• Task requirements: All the entries, exactly as they read, must be written out again.

• Supplied information:
========

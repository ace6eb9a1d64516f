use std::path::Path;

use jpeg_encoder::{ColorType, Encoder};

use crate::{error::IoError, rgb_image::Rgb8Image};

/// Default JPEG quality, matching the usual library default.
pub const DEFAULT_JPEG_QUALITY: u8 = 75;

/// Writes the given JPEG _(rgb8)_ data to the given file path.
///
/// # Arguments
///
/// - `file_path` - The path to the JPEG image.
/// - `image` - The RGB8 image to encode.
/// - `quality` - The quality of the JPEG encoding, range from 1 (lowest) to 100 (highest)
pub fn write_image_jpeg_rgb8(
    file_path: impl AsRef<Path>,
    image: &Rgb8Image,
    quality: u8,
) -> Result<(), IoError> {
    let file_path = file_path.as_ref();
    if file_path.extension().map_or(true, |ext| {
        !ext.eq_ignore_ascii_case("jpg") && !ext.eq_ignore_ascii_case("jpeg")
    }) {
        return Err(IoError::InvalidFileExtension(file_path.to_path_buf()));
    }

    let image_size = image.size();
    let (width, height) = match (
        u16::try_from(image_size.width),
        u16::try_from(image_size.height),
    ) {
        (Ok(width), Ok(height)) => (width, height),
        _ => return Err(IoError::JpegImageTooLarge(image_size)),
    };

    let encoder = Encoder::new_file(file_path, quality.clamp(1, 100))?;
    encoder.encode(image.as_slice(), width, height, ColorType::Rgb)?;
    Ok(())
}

========

• Written solution:
repository ace6eb9a1d64516f
use std::path::Path;

use jpeg_encoder::{ColorType, Encoder};

use crate::{error::IoError, rgb_image::Rgb8Image};

/// Default JPEG quality, matching the usual library default.
pub const DEFAULT_JPEG_QUALITY: u8 = 75;

/// Writes the given JPEG _(rgb8)_ data to the given file path.
///
/// # Arguments
///
/// - `file_path` - The path to the JPEG image.
/// - `image` - The RGB8 image to encode.
/// - `quality` - The quality of the JPEG encoding, range from 1 (lowest) to 100 (highest)
pub fn write_image_jpeg_rgb8(
    file_path: impl AsRef<Path>,
    image: &Rgb8Image,
    quality: u8,
) -> Result<(), IoError> {
    let file_path = file_path.as_ref();
    if file_path.extension().map_or(true, |ext| {
        !ext.eq_ignore_ascii_case("jpg") && !ext.eq_ignore_ascii_case("jpeg")
    }) {
        return Err(IoError::InvalidFileExtension(file_path.to_path_buf()));
    }

    let image_size = image.size();
    let (width, height) = match (
        u16::try_from(image_size.width),
        u16::try_from(image_size.height),
    ) {
        (Ok(width), Ok(height)) => (width, height),
        _ => return Err(IoError::JpegImageTooLarge(image_size)),
    };

    let encoder = Encoder::new_file(file_path, quality.clamp(1, 100))?;
    encoder.encode(image.as_slice(), width, height, ColorType::Rgb)?;
    Ok(())
}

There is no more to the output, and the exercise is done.